§ Work required
Return all of the entries exactly as written.

BEGIN Data provided

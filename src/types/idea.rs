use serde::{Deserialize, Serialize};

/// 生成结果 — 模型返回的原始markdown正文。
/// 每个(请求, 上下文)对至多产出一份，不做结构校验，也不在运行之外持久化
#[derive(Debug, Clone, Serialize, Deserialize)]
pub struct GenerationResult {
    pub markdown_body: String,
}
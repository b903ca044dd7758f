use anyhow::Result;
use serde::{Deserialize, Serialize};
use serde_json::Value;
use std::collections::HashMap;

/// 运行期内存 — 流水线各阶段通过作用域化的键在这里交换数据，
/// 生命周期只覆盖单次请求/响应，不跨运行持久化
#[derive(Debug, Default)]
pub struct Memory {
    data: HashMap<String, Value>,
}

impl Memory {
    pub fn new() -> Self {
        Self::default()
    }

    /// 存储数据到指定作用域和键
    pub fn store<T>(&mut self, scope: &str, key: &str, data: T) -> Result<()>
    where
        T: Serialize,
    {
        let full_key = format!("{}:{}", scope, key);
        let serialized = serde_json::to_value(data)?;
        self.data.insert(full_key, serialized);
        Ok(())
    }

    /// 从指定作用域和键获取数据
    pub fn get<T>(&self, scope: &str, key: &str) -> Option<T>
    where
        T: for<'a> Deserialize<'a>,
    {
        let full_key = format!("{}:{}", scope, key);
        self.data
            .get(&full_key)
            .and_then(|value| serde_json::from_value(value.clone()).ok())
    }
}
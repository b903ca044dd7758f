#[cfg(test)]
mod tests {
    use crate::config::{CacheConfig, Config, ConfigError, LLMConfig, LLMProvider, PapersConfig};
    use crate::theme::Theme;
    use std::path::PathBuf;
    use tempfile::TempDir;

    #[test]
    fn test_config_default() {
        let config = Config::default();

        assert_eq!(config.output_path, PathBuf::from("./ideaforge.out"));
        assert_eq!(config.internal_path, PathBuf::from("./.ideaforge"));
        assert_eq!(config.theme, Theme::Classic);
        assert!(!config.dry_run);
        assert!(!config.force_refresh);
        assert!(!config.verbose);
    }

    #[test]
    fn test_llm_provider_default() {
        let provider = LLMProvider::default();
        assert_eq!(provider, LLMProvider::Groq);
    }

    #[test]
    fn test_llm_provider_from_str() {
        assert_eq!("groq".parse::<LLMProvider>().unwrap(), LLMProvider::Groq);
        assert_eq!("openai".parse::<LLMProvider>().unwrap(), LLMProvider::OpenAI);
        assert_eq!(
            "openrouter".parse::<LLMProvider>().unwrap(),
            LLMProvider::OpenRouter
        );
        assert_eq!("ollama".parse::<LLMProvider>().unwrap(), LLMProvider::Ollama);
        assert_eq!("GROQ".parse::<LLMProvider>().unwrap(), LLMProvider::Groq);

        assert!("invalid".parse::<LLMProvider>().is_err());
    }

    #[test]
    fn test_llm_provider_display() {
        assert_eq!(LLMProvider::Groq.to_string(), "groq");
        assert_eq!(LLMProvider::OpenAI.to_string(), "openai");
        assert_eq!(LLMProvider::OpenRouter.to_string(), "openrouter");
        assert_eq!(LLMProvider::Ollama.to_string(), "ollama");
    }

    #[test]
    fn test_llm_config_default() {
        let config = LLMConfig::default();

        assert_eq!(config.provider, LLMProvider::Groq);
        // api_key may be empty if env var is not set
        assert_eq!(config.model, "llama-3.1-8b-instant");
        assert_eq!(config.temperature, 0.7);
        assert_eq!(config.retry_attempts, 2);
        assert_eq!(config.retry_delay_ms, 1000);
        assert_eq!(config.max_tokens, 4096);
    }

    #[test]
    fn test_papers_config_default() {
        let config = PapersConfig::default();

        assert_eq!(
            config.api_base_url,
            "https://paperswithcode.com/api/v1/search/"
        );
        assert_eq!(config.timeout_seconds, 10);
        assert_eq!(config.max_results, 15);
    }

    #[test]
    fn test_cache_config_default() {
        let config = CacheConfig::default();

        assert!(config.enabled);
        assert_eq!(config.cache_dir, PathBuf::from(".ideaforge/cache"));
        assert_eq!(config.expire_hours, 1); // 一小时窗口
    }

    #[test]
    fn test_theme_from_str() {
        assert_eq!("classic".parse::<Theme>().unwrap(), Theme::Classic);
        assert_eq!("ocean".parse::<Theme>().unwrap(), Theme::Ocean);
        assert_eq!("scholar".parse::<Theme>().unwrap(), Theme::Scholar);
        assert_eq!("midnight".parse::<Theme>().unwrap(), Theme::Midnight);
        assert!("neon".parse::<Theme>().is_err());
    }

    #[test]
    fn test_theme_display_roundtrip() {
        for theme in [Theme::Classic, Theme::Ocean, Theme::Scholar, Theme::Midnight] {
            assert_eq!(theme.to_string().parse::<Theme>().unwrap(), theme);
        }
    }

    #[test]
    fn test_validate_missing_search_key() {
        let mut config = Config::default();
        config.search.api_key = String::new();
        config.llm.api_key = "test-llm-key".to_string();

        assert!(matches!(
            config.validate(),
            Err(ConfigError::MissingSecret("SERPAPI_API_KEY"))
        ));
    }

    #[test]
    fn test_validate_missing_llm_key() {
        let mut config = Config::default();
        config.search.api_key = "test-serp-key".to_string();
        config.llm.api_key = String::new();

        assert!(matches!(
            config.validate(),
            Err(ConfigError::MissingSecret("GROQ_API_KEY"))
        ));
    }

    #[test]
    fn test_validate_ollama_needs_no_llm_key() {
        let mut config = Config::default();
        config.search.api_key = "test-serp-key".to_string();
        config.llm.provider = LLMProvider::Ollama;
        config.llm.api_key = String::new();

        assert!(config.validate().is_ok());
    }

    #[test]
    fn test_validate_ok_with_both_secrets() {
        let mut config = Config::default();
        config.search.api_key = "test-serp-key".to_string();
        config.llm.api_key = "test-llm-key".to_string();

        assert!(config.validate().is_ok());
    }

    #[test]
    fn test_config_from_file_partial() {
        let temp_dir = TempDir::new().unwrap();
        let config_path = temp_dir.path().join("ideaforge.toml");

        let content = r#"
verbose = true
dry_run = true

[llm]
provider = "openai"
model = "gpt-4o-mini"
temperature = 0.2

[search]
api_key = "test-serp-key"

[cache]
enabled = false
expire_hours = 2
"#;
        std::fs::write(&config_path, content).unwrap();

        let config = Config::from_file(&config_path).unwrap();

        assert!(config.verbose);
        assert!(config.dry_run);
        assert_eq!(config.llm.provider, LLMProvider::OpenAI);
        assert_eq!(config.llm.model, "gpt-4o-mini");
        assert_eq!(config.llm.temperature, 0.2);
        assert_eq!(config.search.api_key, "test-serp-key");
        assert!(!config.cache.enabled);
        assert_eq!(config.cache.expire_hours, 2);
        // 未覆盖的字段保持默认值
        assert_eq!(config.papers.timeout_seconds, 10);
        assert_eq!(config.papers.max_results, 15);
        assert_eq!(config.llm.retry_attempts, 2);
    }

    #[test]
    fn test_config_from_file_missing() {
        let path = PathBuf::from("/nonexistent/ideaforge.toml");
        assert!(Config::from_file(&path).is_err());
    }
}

END Data provided

§ Solution to the problem
filename src/types/idea.rs
use serde::{Deserialize, Serialize};

/// 生成结果 — 模型返回的原始markdown正文。
/// 每个(请求, 上下文)对至多产出一份，不做结构校验，也不在运行之外持久化
#[derive(Debug, Clone, Serialize, Deserialize)]
pub struct GenerationResult {
    pub markdown_body: String,
}
repository b903ca044dd7758f
use anyhow::Result;
use serde::{Deserialize, Serialize};
use serde_json::Value;
use std::collections::HashMap;

/// 运行期内存 — 流水线各阶段通过作用域化的键在这里交换数据，
/// 生命周期只覆盖单次请求/响应，不跨运行持久化
#[derive(Debug, Default)]
pub struct Memory {
    data: HashMap<String, Value>,
}

impl Memory {
    pub fn new() -> Self {
        Self::default()
    }

    /// 存储数据到指定作用域和键
    pub fn store<T>(&mut self, scope: &str, key: &str, data: T) -> Result<()>
    where
        T: Serialize,
    {
        let full_key = format!("{}:{}", scope, key);
        let serialized = serde_json::to_value(data)?;
        self.data.insert(full_key, serialized);
        Ok(())
    }

    /// 从指定作用域和键获取数据
    pub fn get<T>(&self, scope: &str, key: &str) -> Option<T>
    where
        T: for<'a> Deserialize<'a>,
    {
        let full_key = format!("{}:{}", scope, key);
        self.data
            .get(&full_key)
            .and_then(|value| serde_json::from_value(value.clone()).ok())
    }
}
repository b903ca044dd7758f
#[cfg(test)]
mod tests {
    use crate::config::{CacheConfig, Config, ConfigError, LLMConfig, LLMProvider, PapersConfig};
    use crate::theme::Theme;
    use std::path::PathBuf;
    use tempfile::TempDir;

    #[test]
    fn test_config_default() {
        let config = Config::default();

        assert_eq!(config.output_path, PathBuf::from("./ideaforge.out"));
        assert_eq!(config.internal_path, PathBuf::from("./.ideaforge"));
        assert_eq!(config.theme, Theme::Classic);
        assert!(!config.dry_run);
        assert!(!config.force_refresh);
        assert!(!config.verbose);
    }

    #[test]
    fn test_llm_provider_default() {
        let provider = LLMProvider::default();
        assert_eq!(provider, LLMProvider::Groq);
    }

    #[test]
    fn test_llm_provider_from_str() {
        assert_eq!("groq".parse::<LLMProvider>().unwrap(), LLMProvider::Groq);
        assert_eq!("openai".parse::<LLMProvider>().unwrap(), LLMProvider::OpenAI);
        assert_eq!(
            "openrouter".parse::<LLMProvider>().unwrap(),
            LLMProvider::OpenRouter
        );
        assert_eq!("ollama".parse::<LLMProvider>().unwrap(), LLMProvider::Ollama);
        assert_eq!("GROQ".parse::<LLMProvider>().unwrap(), LLMProvider::Groq);

        assert!("invalid".parse::<LLMProvider>().is_err());
    }

    #[test]
    fn test_llm_provider_display() {
        assert_eq!(LLMProvider::Groq.to_string(), "groq");
        assert_eq!(LLMProvider::OpenAI.to_string(), "openai");
        assert_eq!(LLMProvider::OpenRouter.to_string(), "openrouter");
        assert_eq!(LLMProvider::Ollama.to_string(), "ollama");
    }

    #[test]
    fn test_llm_config_default() {
        let config = LLMConfig::default();

        assert_eq!(config.provider, LLMProvider::Groq);
        // api_key may be empty if env var is not set
        assert_eq!(config.model, "llama-3.1-8b-instant");
        assert_eq!(config.temperature, 0.7);
        assert_eq!(config.retry_attempts, 2);
        assert_eq!(config.retry_delay_ms, 1000);
        assert_eq!(config.max_tokens, 4096);
    }

    #[test]
    fn test_papers_config_default() {
        let config = PapersConfig::default();

        assert_eq!(
            config.api_base_url,
            "https://paperswithcode.com/api/v1/search/"
        );
        assert_eq!(config.timeout_seconds, 10);
        assert_eq!(config.max_results, 15);
    }

    #[test]
    fn test_cache_config_default() {
        let config = CacheConfig::default();

        assert!(config.enabled);
        assert_eq!(config.cache_dir, PathBuf::from(".ideaforge/cache"));
        assert_eq!(config.expire_hours, 1); // 一小时窗口
    }

    #[test]
    fn test_theme_from_str() {
        assert_eq!("classic".parse::<Theme>().unwrap(), Theme::Classic);
        assert_eq!("ocean".parse::<Theme>().unwrap(), Theme::Ocean);
        assert_eq!("scholar".parse::<Theme>().unwrap(), Theme::Scholar);
        assert_eq!("midnight".parse::<Theme>().unwrap(), Theme::Midnight);
        assert!("neon".parse::<Theme>().is_err());
    }

    #[test]
    fn test_theme_display_roundtrip() {
        for theme in [Theme::Classic, Theme::Ocean, Theme::Scholar, Theme::Midnight] {
            assert_eq!(theme.to_string().parse::<Theme>().unwrap(), theme);
        }
    }

    #[test]
    fn test_validate_missing_search_key() {
        let mut config = Config::default();
        config.search.api_key = String::new();
        config.llm.api_key = "test-llm-key".to_string();

        assert!(matches!(
            config.validate(),
            Err(ConfigError::MissingSecret("SERPAPI_API_KEY"))
        ));
    }

    #[test]
    fn test_validate_missing_llm_key() {
        let mut config = Config::default();
        config.search.api_key = "test-serp-key".to_string();
        config.llm.api_key = String::new();

        assert!(matches!(
            config.validate(),
            Err(ConfigError::MissingSecret("GROQ_API_KEY"))
        ));
    }

    #[test]
    fn test_validate_ollama_needs_no_llm_key() {
        let mut config = Config::default();
        config.search.api_key = "test-serp-key".to_string();
        config.llm.provider = LLMProvider::Ollama;
        config.llm.api_key = String::new();

        assert!(config.validate().is_ok());
    }

    #[test]
    fn test_validate_ok_with_both_secrets() {
        let mut config = Config::default();
        config.search.api_key = "test-serp-key".to_string();
        config.llm.api_key = "test-llm-key".to_string();

        assert!(config.validate().is_ok());
    }

    #[test]
    fn test_config_from_file_partial() {
        let temp_dir = TempDir::new().unwrap();
        let config_path = temp_dir.path().join("ideaforge.toml");

        let content = r#"
verbose = true
dry_run = true

[llm]
provider = "openai"
model = "gpt-4o-mini"
temperature = 0.2

[search]
api_key = "test-serp-key"

[cache]
enabled = false
expire_hours = 2
"#;
        std::fs::write(&config_path, content).unwrap();

        let config = Config::from_file(&config_path).unwrap();

        assert!(config.verbose);
        assert!(config.dry_run);
        assert_eq!(config.llm.provider, LLMProvider::OpenAI);
        assert_eq!(config.llm.model, "gpt-4o-mini");
        assert_eq!(config.llm.temperature, 0.2);
        assert_eq!(config.search.api_key, "test-serp-key");
        assert!(!config.cache.enabled);
        assert_eq!(config.cache.expire_hours, 2);
        // 未覆盖的字段保持默认值
        assert_eq!(config.papers.timeout_seconds, 10);
        assert_eq!(config.papers.max_results, 15);
        assert_eq!(config.llm.retry_attempts, 2);
    }

    #[test]
    fn test_config_from_file_missing() {
        let path = PathBuf::from("/nonexistent/ideaforge.toml");
        assert!(Config::from_file(&path).is_err());
    }
}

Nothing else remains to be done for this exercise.